Omdia cautioned that its forecasts don’t take into account the impact of the COVID-19 pandemic.  The virus has devastated car sales in the U.S. and many countries and slowed interest in hybrid and electric vehicles.  Vehicles are a major user of power semiconductors.

Going forward, hybrid and electric vehicles are set to be the largest segment using SiC and GaN through the coming decade, with power supplies second largest, Omdia said.

SiC metal-oxide semiconductor field-effect transistors (MOSFETS) are very popular with manufacturers, and declining prices will prompt faster adoption of them, said Richard Eden, senior principal analyst for power semiconductors at Omdia. 

By contrast GaN power transistors and GaN system integrated circuits have only come to market recently.  GaN has higher cost-reduction potential than SiC, he said.  That’s possible because GaN power devices can be grown on either silicon or sapphire substrates, which are less expensive than SiC.

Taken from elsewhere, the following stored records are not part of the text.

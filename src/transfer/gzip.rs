use crate::core::{DebarError, DebarResult};
use crate::di::Decompressor;
use flate2::read::MultiGzDecoder;
use std::fs::File;
use std::io::{self, BufReader, BufWriter, Write};
use std::path::{Path, PathBuf};

/// Decompresses `Packages.gz` files with flate2
#[derive(Debug, Clone, Copy, Default)]
pub struct GzDecompressor;

impl Decompressor for GzDecompressor {
    fn decompress(&self, path: &Path) -> DebarResult<PathBuf> {
        let failed = |reason: &dyn std::fmt::Display| {
            DebarError::transfer(path.display().to_string(), reason.to_string())
        };

        if path.extension().and_then(|e| e.to_str()) != Some("gz") {
            return Err(failed(&"not a .gz file"));
        }
        let output = path.with_extension("");

        let file = File::open(path).map_err(|e| failed(&e))?;
        // Mirrors may ship Packages.gz as several concatenated members
        let mut decoder = MultiGzDecoder::new(BufReader::new(file));
        let mut writer = BufWriter::new(File::create(&output).map_err(|e| failed(&e))?);

        io::copy(&mut decoder, &mut writer).map_err(|e| failed(&e))?;
        writer.flush().map_err(|e| failed(&e))?;

        Ok(output)
    }
}
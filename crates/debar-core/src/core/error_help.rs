//! Human-oriented hints attached to errors printed by the CLI.

use super::error::DebarError;

/// Suggests what the user can do about an error.
pub trait ErrorHelp {
    fn help(&self) -> Option<String>;
}

impl ErrorHelp for DebarError {
    fn help(&self) -> Option<String> {
        match self {
            DebarError::NotFound(name) => Some(format!(
                "'{}' is not in the index or is listed under `exclude` in config.yaml. \
                 Run `debar search {}` to look for similar names, or `debar update` to refresh the index.",
                name, name
            )),
            DebarError::CorruptIndex { .. } => {
                Some("Run `debar update` to rebuild the index.".to_string())
            }
            DebarError::MetadataUnavailable { .. } => Some(
                "The index no longer matches the downloaded Packages files. Run `debar update`."
                    .to_string(),
            ),
            DebarError::Rebuild { .. } => Some(
                "The index is only partially rebuilt. Check the repository settings in config.yaml and run `debar update` again."
                    .to_string(),
            ),
            DebarError::Transfer { .. } | DebarError::Http(_) => {
                Some("Check your network connection and the mirror URL in config.yaml.".to_string())
            }
            DebarError::OversizedKey { .. } => Some(
                "The repository contains a name longer than the index supports; exclude that component."
                    .to_string(),
            ),
            DebarError::Config(_) | DebarError::Yaml(_) => {
                Some("Fix config.yaml or run `debar init` in an empty directory.".to_string())
            }
            DebarError::Io(_) | DebarError::Path(_) => None,
        }
    }
}

/// Format an error for display, followed by a hint when one is known.
pub fn format_error_with_help(error: &DebarError) -> String {
    match error.help() {
        Some(help) => format!("Error: {}\n\n  Help: {}", error, help),
        None => format!("Error: {}", error),
    }
}
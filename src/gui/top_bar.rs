use eframe::egui::{
    self,
    containers,
};

use super::theme::Theme;
use crate::store::{
    FetchStatus,
    WordStore,
};

#[derive(Debug, Clone, Copy, PartialEq, Eq)]
pub enum TopBarAction {
    Refresh,
    OpenServerSettings,
    ToggleTheme(bool),
}

pub struct TopBar;

impl TopBar {
    pub fn show(
        ctx: &egui::Context,
        store: &WordStore,
        theme: &Theme,
        dark_mode: bool,
    ) -> Option<TopBarAction> {
        let mut action = None;

        egui::TopBottomPanel::top("top_panel").show(ctx, |ui| {
            containers::menu::Bar::new().ui(ui, |ui| {
                let theme_label = if dark_mode { "☀" } else { "🌙" };
                if ui.button(theme_label).on_hover_text("Toggle theme").clicked() {
                    action = Some(TopBarAction::ToggleTheme(!dark_mode));
                }

                ui.menu_button("File", |ui| {
                    if ui.button("Refresh").clicked() {
                        action = Some(TopBarAction::Refresh);
                    }
                    if ui.button("Quit").clicked() {
                        ctx.send_viewport_cmd(egui::ViewportCommand::Close);
                    }
                });

                ui.menu_button("Settings", |ui| {
                    if ui.button("Server Settings").clicked() {
                        action = Some(TopBarAction::OpenServerSettings);
                    }
                });

                ui.with_layout(egui::Layout::right_to_left(egui::Align::Center), |ui| {
                    Self::show_status_indicators(ui, store, theme);
                });
            });
        });

        action
    }

    fn show_status_indicators(ui: &mut egui::Ui, store: &WordStore, theme: &Theme) {
        let state = store.state();
        let ctx = ui.ctx().clone();

        let (color, tooltip) = match state.status() {
            FetchStatus::Loaded => (theme.green(&ctx), "Connected to server"),
            FetchStatus::Errored => (theme.red(&ctx), "Server unreachable"),
            FetchStatus::Loading => (theme.yellow(&ctx), "Loading..."),
            FetchStatus::Idle => (theme.comment(&ctx), "Not loaded"),
        };

        ui.horizontal(|ui| {
            ui.spacing_mut().item_spacing.x = 2.0;
            ui.small("Server").on_hover_text(tooltip);
            ui.small(egui::RichText::new("●").color(color)).on_hover_text(tooltip);
        });

        ui.add_space(6.0);

        if let Some(synced) = store.last_synced() {
            ui.small(format!("Synced {}", synced.format("%H:%M:%S")));
            ui.add_space(6.0);
        }

        let count = state.items().len();
        ui.small(format!("{} {}", count, if count == 1 { "word" } else { "words" }));
    }
}
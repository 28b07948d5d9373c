use thiserror::Error;

#[derive(Error, Debug)]
pub enum WordbookError {
    #[error("I/O error: {0}")]
    Io(Box<std::io::Error>),

    #[error("JSON error: {0}")]
    Json(#[from] serde_json::Error),

    #[error("Network error: {0}")]
    Reqwest(Box<reqwest::Error>),

    #[error("{message}")]
    Status { status: u16, message: String },

    #[error("Invalid API base URL: {0}")]
    InvalidBaseUrl(String),

    #[error("WordbookError: {0}")]
    Custom(String),
}

impl WordbookError {
    pub fn status(&self) -> Option<u16> {
        match self {
            WordbookError::Status { status, .. } => Some(*status),
            WordbookError::Reqwest(e) => e.status().map(|s| s.as_u16()),
            _ => None,
        }
    }
}

impl From<std::io::Error> for WordbookError {
    fn from(error: std::io::Error) -> Self {
        WordbookError::Io(Box::new(error))
    }
}

impl From<reqwest::Error> for WordbookError {
    fn from(error: reqwest::Error) -> Self {
        WordbookError::Reqwest(Box::new(error))
    }
}
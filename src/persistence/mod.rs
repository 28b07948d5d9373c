use std::{
    fs,
    path::{
        Path,
        PathBuf,
    },
};

use serde::{
    de::DeserializeOwned,
    Serialize,
};
use tracing::{
    info,
    warn,
};

use crate::core::WordbookError;

pub const APP_NAME: &str = "wordbook";

pub fn get_app_data_dir() -> PathBuf {
    if let Some(data_dir) = dirs::data_local_dir() {
        let app_dir = data_dir.join(APP_NAME);
        let _ = fs::create_dir_all(&app_dir);
        app_dir
    } else {
        PathBuf::from(".")
    }
}

pub fn get_data_file_path(filename: &str) -> PathBuf {
    get_app_data_dir().join(filename)
}

pub fn save_json<T: Serialize>(data: &T, filename: &str) -> Result<(), WordbookError> {
    save_json_at(data, &get_data_file_path(filename))
}

pub fn load_json_or_default<T: DeserializeOwned + Default>(filename: &str) -> T {
    load_json_or_default_at(&get_data_file_path(filename))
}

pub fn save_json_at<T: Serialize>(data: &T, path: &Path) -> Result<(), WordbookError> {
    if let Some(parent) = path.parent() {
        fs::create_dir_all(parent)?;
    }
    let json = serde_json::to_string_pretty(data)?;
    fs::write(path, json)?;
    info!(path = %path.display(), "data saved");
    Ok(())
}

/// Missing file yields `T::default()`.
pub fn load_json_at<T: DeserializeOwned + Default>(path: &Path) -> Result<T, WordbookError> {
    if !path.exists() {
        return Ok(T::default());
    }

    let json = fs::read_to_string(path)?;
    let data: T = serde_json::from_str(&json)?;
    info!(path = %path.display(), "data loaded");
    Ok(data)
}

pub fn load_json_or_default_at<T: DeserializeOwned + Default>(path: &Path) -> T {
    match load_json_at::<T>(path) {
        Ok(data) => data,
        Err(e) => {
            warn!(path = %path.display(), error = %e, "failed to load, using defaults");
            T::default()
        }
    }
}
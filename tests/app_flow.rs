mod support;

use std::time::Duration;

use support::{
    seeded,
    wait_until,
    word,
    BlockingServer,
};
use wordbook::{
    api::WordClient,
    core::{
        tasks::TaskManager,
        WordPatch,
    },
    gui::{
        settings::SettingsData,
        word_form::FormSubmission,
        UiAction,
        WordbookApp,
    },
    store::FetchStatus,
};

fn app_for(server: &BlockingServer) -> WordbookApp {
    wordbook::logging::test();

    let mut settings = SettingsData::default();
    settings.api.base_url = server.base_url();

    let client = WordClient::new(&settings.api.base_url, None).unwrap();
    let task_manager = TaskManager::new(client).unwrap();
    WordbookApp::with_task_manager(settings, task_manager)
}

fn settle(app: &mut WordbookApp, condition: impl Fn(&WordbookApp) -> bool) {
    let reached = wait_until(|| {
        app.process_task_results();
        condition(app)
    });
    assert!(reached, "app never reached the expected state");
}

fn ids(app: &WordbookApp) -> Vec<String> {
    app.store().state().items().iter().map(|w| w.id.clone()).collect()
}

#[test]
fn test_initial_fetch_populates_list() {
    let server = BlockingServer::start(seeded(vec![word("1", "cat", "a feline")]));
    let mut app = app_for(&server);

    assert!(app.store().state().is_loading());
    settle(&mut app, |app| app.store().state().status() == FetchStatus::Loaded);

    assert_eq!(ids(&app), vec!["1"]);
    assert!(app.store().last_synced().is_some());
}

#[test]
fn test_create_edit_delete_round() {
    let server = BlockingServer::start(seeded(vec![word("1", "cat", "a feline")]));
    let mut app = app_for(&server);
    settle(&mut app, |app| app.store().state().status() == FetchStatus::Loaded);

    // Add
    app.handle_action(UiAction::OpenAddForm);
    assert!(app.modals.word_form.is_open());
    {
        let draft = app.modals.word_form.draft_mut();
        draft.fields.word = "dog".to_string();
        draft.fields.definition = "a canine".to_string();
    }
    let submission = app.modals.word_form.submit().unwrap();
    assert!(!app.modals.word_form.is_open());
    app.dispatch_submission(submission);
    settle(&mut app, |app| app.store().state().items().len() == 2);
    assert_eq!(ids(&app), vec!["1", "2"]);

    // Edit
    app.handle_action(UiAction::EditWord("1".to_string()));
    assert!(app.modals.word_form.is_open());
    assert_eq!(app.modals.word_form.draft().fields.word, "cat");
    app.modals.word_form.draft_mut().fields.definition = "a small feline".to_string();
    let submission = app.modals.word_form.submit().unwrap();
    app.dispatch_submission(submission);
    settle(&mut app, |app| {
        app.store().state().find("1").is_some_and(|w| w.definition == "a small feline")
    });
    assert_eq!(ids(&app), vec!["1", "2"]);

    // Delete
    app.handle_action(UiAction::DeleteWord("2".to_string()));
    settle(&mut app, |app| app.store().state().items().len() == 1);
    assert_eq!(ids(&app), vec!["1"]);
    assert!(app.store().state().mutation_error().is_none());
}

#[test]
fn test_failed_delete_leaves_list_and_reports() {
    let server = BlockingServer::start(seeded(vec![word("1", "cat", "a feline")]));
    let mut app = app_for(&server);
    settle(&mut app, |app| app.store().state().status() == FetchStatus::Loaded);

    app.handle_action(UiAction::DeleteWord("missing".to_string()));
    settle(&mut app, |app| app.store().state().mutation_error().is_some());

    assert_eq!(ids(&app), vec!["1"]);
    assert_eq!(app.store().state().mutation_error(), Some("Failed to delete word: Word not found"));
    assert!(app.modals.error.is_open());

    app.handle_action(UiAction::DismissMutationError);
    assert!(app.store().state().mutation_error().is_none());
}

#[test]
fn test_fetch_failure_keeps_stale_items() {
    let server = BlockingServer::start(seeded(vec![word("1", "cat", "a feline")]));
    let mut app = app_for(&server);
    settle(&mut app, |app| app.store().state().status() == FetchStatus::Loaded);

    server.state.lock().unwrap().fail_with = Some(503);
    app.handle_action(UiAction::RetryFetch);
    settle(&mut app, |app| app.store().state().status() == FetchStatus::Errored);

    assert_eq!(ids(&app), vec!["1"]);
    assert_eq!(app.store().state().error(), Some("database unavailable"));

    server.state.lock().unwrap().fail_with = None;
    app.refresh();
    settle(&mut app, |app| app.store().state().status() == FetchStatus::Loaded);
    assert!(app.store().state().error().is_none());
}

#[test]
fn test_invalid_form_is_not_submitted() {
    let server = BlockingServer::start(seeded(vec![]));
    let mut app = app_for(&server);

    app.handle_action(UiAction::OpenAddForm);
    app.modals.word_form.draft_mut().fields.word = "   ".to_string();
    app.modals.word_form.draft_mut().fields.definition = "something".to_string();

    assert!(app.modals.word_form.submit().is_none());
    assert!(app.modals.word_form.is_open());
}

#[test]
fn test_switching_server_ignores_late_replies_from_the_old_one() {
    let old = BlockingServer::start(seeded(vec![word("1", "old", "from the first server")]));
    old.state.lock().unwrap().fetch_delay = Some(Duration::from_millis(400));
    let new = BlockingServer::start(seeded(vec![word("1", "new", "from the second server")]));

    let mut app = app_for(&old);

    let mut settings = app.settings_data.clone();
    settings.api.base_url = new.base_url();
    app.switch_server(settings).unwrap();

    settle(&mut app, |app| app.store().state().status() == FetchStatus::Loaded);
    assert_eq!(app.store().state().items()[0].word, "new");

    // Give the first server's reply time to arrive, then make sure it changed nothing.
    std::thread::sleep(Duration::from_millis(700));
    app.process_task_results();

    assert_eq!(app.store().state().status(), FetchStatus::Loaded);
    assert_eq!(app.store().state().items().len(), 1);
    assert_eq!(app.store().state().items()[0].word, "new");
    assert_eq!(app.settings_data.api.base_url, new.base_url());
}

#[test]
fn test_empty_update_is_not_sent() {
    let server = BlockingServer::start(seeded(vec![word("1", "cat", "a feline")]));
    let mut app = app_for(&server);
    settle(&mut app, |app| app.store().state().status() == FetchStatus::Loaded);

    app.dispatch_submission(FormSubmission::Update { id: "1".to_string(), patch: WordPatch::default() });

    let patch = WordPatch { definition: Some("a pet".to_string()), ..Default::default() };
    app.dispatch_submission(FormSubmission::Update { id: "1".to_string(), patch });
    settle(&mut app, |app| app.store().state().find("1").is_some_and(|w| w.definition == "a pet"));

    std::thread::sleep(Duration::from_millis(100));
    app.process_task_results();

    let bodies = server.state.lock().unwrap().updated_bodies.clone();
    assert_eq!(bodies.len(), 1);
    assert_eq!(bodies[0]["definition"], "a pet");
}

Sales of GaN ICs from Power Integrations, Texas Instruments and Navitas Semiconductor are forecast to rise faster than GaN transistors, Eden said.

Eden said that SiC and GaN power devices have been subjected to trillions of house of device field experience, and there don’t appear to be any unexpected reliability problems with them.  “In fact, they usually appear better than silicon,” Omdia said. 

End products with GaN transistors and system ICs are in mass production, including USB type C power adapters and chargers for fast charging of cell phones and notebook computers. GaN crystal growth on standard silicon wafers offers “potentially unlimited production capacity,” the firm added.